Paris Match Belgique

Pourquoi les bonbons d’Halloween nous font-ils complètement craquer ?

Selon les experts, il n'y aurait pas que le sucre pour justifier la tentation de se jeter sur les bonbons pendant la période d'Halloween. | © Unsplash / Ksenia Makagonova

Société

Même ceux qui ne mangent jamais de sucreries ont du mal à résister à la tentation d’Halloween.

 

Les bonbons à Halloween, c’est un peu comme les cougnous à Noël ou les chocolats à Pâques. On s’en met plein la panse pendant quelques jours, histoire d’être rassasié pour le reste de l’année. Mais si l’on peut facilement être écœurés par une razzia de pralines ou de brioche beurrée, voilà qu’on ne sait plus s’arrêter dès qu’il s’agit de dragées acidulées et autres gélatines colorées.

Alors que les citrouilles et les chapeaux de sorcières s’apprêtent à regagner le placard, les bonbons traînent encore entre les coussins du canapé et au fond des poches. Ceux qui s’en sont gavés la veille d’Halloween savent bien ce que c’est : cette sensation addictive qui vous colle aux dents et au palais et qui vous procure autant de frissons que le film d’horreur choisi pour l’occasion. Certes, le sucre nous rend accro et c’est loin d’être nouveau. Mais il ne serait pas le seul responsable de cette passion incontrôlable pour les bonbons.

Des ingrédients irrésistibles

Comme l’explique au Time Rachele Pojednic, professeure en nutrition à l’université de Simmons à Boston, il n’y a pas que le sucre qui justifie la tentation de se jeter sur les bonbons pendant la période d’Halloween. Pour elle, c’est l’addition du sucre, du gras et du sel – que contiennent la plupart des bonbons – qui « redynamise le comportement alimentaire hédonique », qui consiste à manger pour le plaisir plutôt que pour combler un besoin physique.

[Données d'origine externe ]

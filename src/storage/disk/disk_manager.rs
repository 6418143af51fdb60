use std::fs::{File, OpenOptions};
use std::io::{Read, Seek, SeekFrom, Write};
use std::path::{Path, PathBuf};
use std::sync::atomic::{AtomicI32, AtomicU32, Ordering};

use parking_lot::Mutex;

use crate::common::{PageId, Result, StrataError, PAGE_SIZE};

/// DiskManager is responsible for reading and writing fixed-size pages
/// to/from a single database file. Page 0 is reserved for the header page
/// and written out when the file is first created. Deallocated pages are
/// recycled before the file is grown.
pub struct DiskManager {
    /// Database file handle; the mutex also guards the file cursor
    file: Mutex<File>,
    /// Path of the database file
    db_path: PathBuf,
    /// Next page ID to hand out when the free set is empty
    next_page_id: AtomicI32,
    /// Page IDs returned by deallocate_page, reused by allocate_page
    free_pages: Mutex<Vec<PageId>>,
    /// Number of disk reads performed
    num_reads: AtomicU32,
    /// Number of disk writes performed
    num_writes: AtomicU32,
}

impl DiskManager {
    /// Opens (or creates) the database file at the given path.
    /// A fresh file gets a zeroed header page at page 0.
    pub fn new<P: AsRef<Path>>(db_path: P) -> Result<Self> {
        let db_path = db_path.as_ref().to_path_buf();
        let file = OpenOptions::new()
            .read(true)
            .write(true)
            .create(true)
            .truncate(false)
            .open(&db_path)?;

        let file_size = file.metadata()?.len();
        let num_pages = (file_size / PAGE_SIZE as u64) as i32;

        let dm = Self {
            file: Mutex::new(file),
            db_path,
            next_page_id: AtomicI32::new(num_pages.max(1)),
            free_pages: Mutex::new(Vec::new()),
            num_reads: AtomicU32::new(0),
            num_writes: AtomicU32::new(0),
        };

        if num_pages == 0 {
            let zeros = [0u8; PAGE_SIZE];
            dm.write_page(PageId::new(0), &zeros)?;
        }

        Ok(dm)
    }

    /// Reads a page from disk into the provided buffer.
    /// Reads past the end of the file zero-fill the buffer.
    pub fn read_page(&self, page_id: PageId, data: &mut [u8]) -> Result<()> {
        assert_eq!(data.len(), PAGE_SIZE, "Buffer must be PAGE_SIZE bytes");
        if !page_id.is_valid() {
            return Err(StrataError::InvalidPageId(page_id));
        }

        let byte_offset = (page_id.as_i32() as u64) * (PAGE_SIZE as u64);

        let mut file = self.file.lock();
        file.seek(SeekFrom::Start(byte_offset))?;

        let mut total = 0;
        while total < PAGE_SIZE {
            let n = file.read(&mut data[total..])?;
            if n == 0 {
                break;
            }
            total += n;
        }
        if total < PAGE_SIZE {
            data[total..].fill(0);
        }

        self.num_reads.fetch_add(1, Ordering::Relaxed);
        Ok(())
    }

    /// Writes a page to disk from the provided buffer.
    pub fn write_page(&self, page_id: PageId, data: &[u8]) -> Result<()> {
        assert_eq!(data.len(), PAGE_SIZE, "Buffer must be PAGE_SIZE bytes");
        if !page_id.is_valid() {
            return Err(StrataError::InvalidPageId(page_id));
        }

        let byte_offset = (page_id.as_i32() as u64) * (PAGE_SIZE as u64);

        let mut file = self.file.lock();
        file.seek(SeekFrom::Start(byte_offset))?;
        file.write_all(data)?;
        file.flush()?;

        self.num_writes.fetch_add(1, Ordering::Relaxed);
        Ok(())
    }

    /// Allocates a page on disk and returns its page ID.
    /// Recycles a deallocated page when one is available, otherwise the
    /// file grows by one page. Fresh pages are zeroed.
    pub fn allocate_page(&self) -> Result<PageId> {
        let page_id = match self.free_pages.lock().pop() {
            Some(id) => id,
            None => PageId::new(self.next_page_id.fetch_add(1, Ordering::SeqCst)),
        };

        let zeros = [0u8; PAGE_SIZE];
        self.write_page(page_id, &zeros)?;
        Ok(page_id)
    }

    /// Returns a page to the allocator for reuse. The header page is never
    /// recycled.
    pub fn deallocate_page(&self, page_id: PageId) {
        if page_id.as_i32() > 0 {
            self.free_pages.lock().push(page_id);
        }
    }

    /// Number of pages the file spans (including recycled holes).
    pub fn num_pages(&self) -> i32 {
        self.next_page_id.load(Ordering::Relaxed)
    }

    pub fn num_reads(&self) -> u32 {
        self.num_reads.load(Ordering::Relaxed)
    }

    pub fn num_writes(&self) -> u32 {
        self.num_writes.load(Ordering::Relaxed)
    }

    pub fn db_path(&self) -> &Path {
        &self.db_path
    }

    pub fn sync(&self) -> Result<()> {
        self.file.lock().sync_all()?;
        Ok(())
    }
}

impl Drop for DiskManager {
    fn drop(&mut self) {
        let _ = self.file.get_mut().sync_all();
    }
}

Lire aussi > Le goût amer des bonbons Haribo, entre souffrance animale et esclavagisme moderne

Comme l’ont démontré plusieurs études, les aliments sucrés, salés ou gras activent des zones cérébrales associées au plaisir et à la récompense, déclenchant un processus qui diminue voir annule le sentiment de faim et de satiété. En général, quand les gens mangent trop, c’est davantage par gourmandise que par réel appétit. Car, souligne le magazine américain, « les spécialistes de l’alimentation et les entreprises agroalimentaires ont bien compris que le sucre, le sel et le gras deviennent irrésistibles lorsqu’ils se rencontrent ».

Pixabay / skyradar

Un goût de nostalgie

En plus d’être une affaire de biologie, l’addiction pour les friandises récoltées lors de la fête de morts semblerait surtout être associée au sentiment de nostalgie, ajoute Rachele Pojednic. Comme la madeleine de Proust le faisait avec monsieur Marcel, les bonbons d’Halloween nous rappellent des souvenirs positifs de l’époque où l’on faisait encore la course au trick or treats. « Nous avons tous vécu des expériences avec certains aliments, comme les bonbons, qui nous rappelle un super souvenir associé à une sensation de plaisir », développe l’experte. « Ce n’est pas seulement le plaisir du parfum ou du goût, mais c’est aussi la situation qui va avec. »

Lire aussi > Pourquoi devrait-on marcher (au moins) 10 minutes après les repas ?

Si l’on en croit la spécialiste, s’empiffrer de sucreries le soir d’Halloween (et même le lendemain) permettrait ainsi de retrouver son âme d’enfant et de revivre « gustativement » les excès d’une fête qu’on adorait célébrer. Que se résignent les orthorexiques qui ont craqué sur le paquet de boules, « vous ne pourrez jamais supprimer ce sentiment de nostalgie ». Et c’est tant mieux, conclut Rachele Pojednic, car « il est des moments dans la vie où se faire plaisir de la sorte est une idée géniale et amusante ». Le tout étant de savoir pourquoi on le fait et (bien sûr) de ne pas non plus en abuser.